◆ **Stored items**:
============

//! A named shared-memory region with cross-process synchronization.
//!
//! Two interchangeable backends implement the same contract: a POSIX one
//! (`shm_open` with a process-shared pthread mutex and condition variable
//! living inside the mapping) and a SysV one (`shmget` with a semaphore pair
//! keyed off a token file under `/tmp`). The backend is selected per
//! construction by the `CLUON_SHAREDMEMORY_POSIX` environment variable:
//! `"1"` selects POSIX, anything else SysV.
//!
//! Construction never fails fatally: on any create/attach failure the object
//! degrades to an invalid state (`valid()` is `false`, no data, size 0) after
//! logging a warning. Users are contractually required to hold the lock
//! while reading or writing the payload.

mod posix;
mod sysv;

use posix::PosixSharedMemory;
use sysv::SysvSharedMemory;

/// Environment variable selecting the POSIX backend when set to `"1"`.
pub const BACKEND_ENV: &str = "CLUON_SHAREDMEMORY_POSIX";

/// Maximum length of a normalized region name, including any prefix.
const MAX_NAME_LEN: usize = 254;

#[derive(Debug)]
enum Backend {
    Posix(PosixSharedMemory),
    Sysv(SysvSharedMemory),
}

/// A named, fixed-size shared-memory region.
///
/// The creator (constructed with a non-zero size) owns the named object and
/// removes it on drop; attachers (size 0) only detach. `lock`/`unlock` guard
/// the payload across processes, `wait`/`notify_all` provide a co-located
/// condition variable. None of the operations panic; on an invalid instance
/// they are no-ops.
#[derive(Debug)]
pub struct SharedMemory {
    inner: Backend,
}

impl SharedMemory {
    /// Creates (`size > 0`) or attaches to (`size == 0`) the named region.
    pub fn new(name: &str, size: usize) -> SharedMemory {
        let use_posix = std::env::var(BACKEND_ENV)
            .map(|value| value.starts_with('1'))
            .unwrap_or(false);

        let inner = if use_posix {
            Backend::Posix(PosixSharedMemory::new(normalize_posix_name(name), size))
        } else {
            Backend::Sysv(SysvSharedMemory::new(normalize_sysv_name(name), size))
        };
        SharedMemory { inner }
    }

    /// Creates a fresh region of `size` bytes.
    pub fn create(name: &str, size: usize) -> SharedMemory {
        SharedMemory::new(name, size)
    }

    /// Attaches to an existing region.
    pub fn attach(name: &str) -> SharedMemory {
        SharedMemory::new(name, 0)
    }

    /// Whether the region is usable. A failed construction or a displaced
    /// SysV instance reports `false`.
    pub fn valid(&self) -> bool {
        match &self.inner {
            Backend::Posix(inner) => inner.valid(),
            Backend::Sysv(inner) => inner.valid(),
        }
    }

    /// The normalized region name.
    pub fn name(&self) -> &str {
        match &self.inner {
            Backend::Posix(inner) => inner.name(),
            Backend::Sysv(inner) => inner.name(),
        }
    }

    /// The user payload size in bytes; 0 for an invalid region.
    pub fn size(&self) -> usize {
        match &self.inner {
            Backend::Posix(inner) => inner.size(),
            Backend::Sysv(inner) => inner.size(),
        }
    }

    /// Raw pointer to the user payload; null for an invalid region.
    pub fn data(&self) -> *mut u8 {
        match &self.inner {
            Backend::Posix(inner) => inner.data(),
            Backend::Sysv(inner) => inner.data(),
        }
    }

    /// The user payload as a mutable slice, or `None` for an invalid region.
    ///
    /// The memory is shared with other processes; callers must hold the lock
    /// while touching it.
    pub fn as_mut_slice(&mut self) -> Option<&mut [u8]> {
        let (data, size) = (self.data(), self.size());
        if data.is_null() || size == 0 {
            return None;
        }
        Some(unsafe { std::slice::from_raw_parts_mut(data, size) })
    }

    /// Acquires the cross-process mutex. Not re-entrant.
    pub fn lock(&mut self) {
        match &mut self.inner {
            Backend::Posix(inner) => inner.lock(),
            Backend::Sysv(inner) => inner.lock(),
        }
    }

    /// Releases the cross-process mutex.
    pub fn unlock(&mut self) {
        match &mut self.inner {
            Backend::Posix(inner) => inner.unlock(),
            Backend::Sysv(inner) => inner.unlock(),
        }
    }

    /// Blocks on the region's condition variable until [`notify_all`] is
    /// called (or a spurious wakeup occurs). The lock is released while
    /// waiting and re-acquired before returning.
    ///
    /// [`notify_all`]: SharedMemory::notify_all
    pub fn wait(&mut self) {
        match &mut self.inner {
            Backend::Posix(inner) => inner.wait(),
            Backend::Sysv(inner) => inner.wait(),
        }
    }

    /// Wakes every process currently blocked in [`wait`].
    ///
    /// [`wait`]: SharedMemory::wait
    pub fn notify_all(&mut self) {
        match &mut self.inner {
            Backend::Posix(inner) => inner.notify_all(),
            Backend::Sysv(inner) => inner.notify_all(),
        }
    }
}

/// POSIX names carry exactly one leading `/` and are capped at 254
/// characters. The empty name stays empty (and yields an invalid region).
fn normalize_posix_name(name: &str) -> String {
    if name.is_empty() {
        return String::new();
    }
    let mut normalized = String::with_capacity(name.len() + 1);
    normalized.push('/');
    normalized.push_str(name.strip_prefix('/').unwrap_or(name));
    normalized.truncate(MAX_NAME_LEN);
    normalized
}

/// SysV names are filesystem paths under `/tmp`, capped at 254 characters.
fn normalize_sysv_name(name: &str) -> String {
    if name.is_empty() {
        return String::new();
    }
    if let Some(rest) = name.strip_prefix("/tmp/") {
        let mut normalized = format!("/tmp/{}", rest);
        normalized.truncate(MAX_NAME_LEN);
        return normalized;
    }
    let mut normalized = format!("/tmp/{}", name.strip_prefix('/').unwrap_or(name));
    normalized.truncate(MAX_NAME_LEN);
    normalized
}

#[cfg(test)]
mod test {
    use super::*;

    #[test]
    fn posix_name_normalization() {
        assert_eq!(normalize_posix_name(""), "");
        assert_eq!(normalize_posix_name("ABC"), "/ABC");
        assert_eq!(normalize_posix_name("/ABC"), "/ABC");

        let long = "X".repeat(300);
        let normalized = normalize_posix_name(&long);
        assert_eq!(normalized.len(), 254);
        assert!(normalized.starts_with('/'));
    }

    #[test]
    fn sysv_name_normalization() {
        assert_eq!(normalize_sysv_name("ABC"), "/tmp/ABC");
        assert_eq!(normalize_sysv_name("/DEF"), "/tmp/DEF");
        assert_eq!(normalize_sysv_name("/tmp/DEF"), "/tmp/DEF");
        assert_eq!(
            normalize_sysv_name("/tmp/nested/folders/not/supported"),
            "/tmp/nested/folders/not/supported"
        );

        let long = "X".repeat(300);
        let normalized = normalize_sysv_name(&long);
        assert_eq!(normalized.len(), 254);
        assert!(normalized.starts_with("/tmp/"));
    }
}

============

◆ **Your objective**: Nothing should be returned except the lines from the first line of the data above through the line with "Environment variable selecting", each one exact.

◆ **Result for this exercise**:
//! A named shared-memory region with cross-process synchronization.
//!
//! Two interchangeable backends implement the same contract: a POSIX one
//! (`shm_open` with a process-shared pthread mutex and condition variable
//! living inside the mapping) and a SysV one (`shmget` with a semaphore pair
//! keyed off a token file under `/tmp`). The backend is selected per
//! construction by the `CLUON_SHAREDMEMORY_POSIX` environment variable:
//! `"1"` selects POSIX, anything else SysV.
//!
//! Construction never fails fatally: on any create/attach failure the object
//! degrades to an invalid state (`valid()` is `false`, no data, size 0) after
//! logging a warning. Users are contractually required to hold the lock
//! while reading or writing the payload.

mod posix;
mod sysv;

use posix::PosixSharedMemory;
use sysv::SysvSharedMemory;

/// Environment variable selecting the POSIX backend when set to `"1"`.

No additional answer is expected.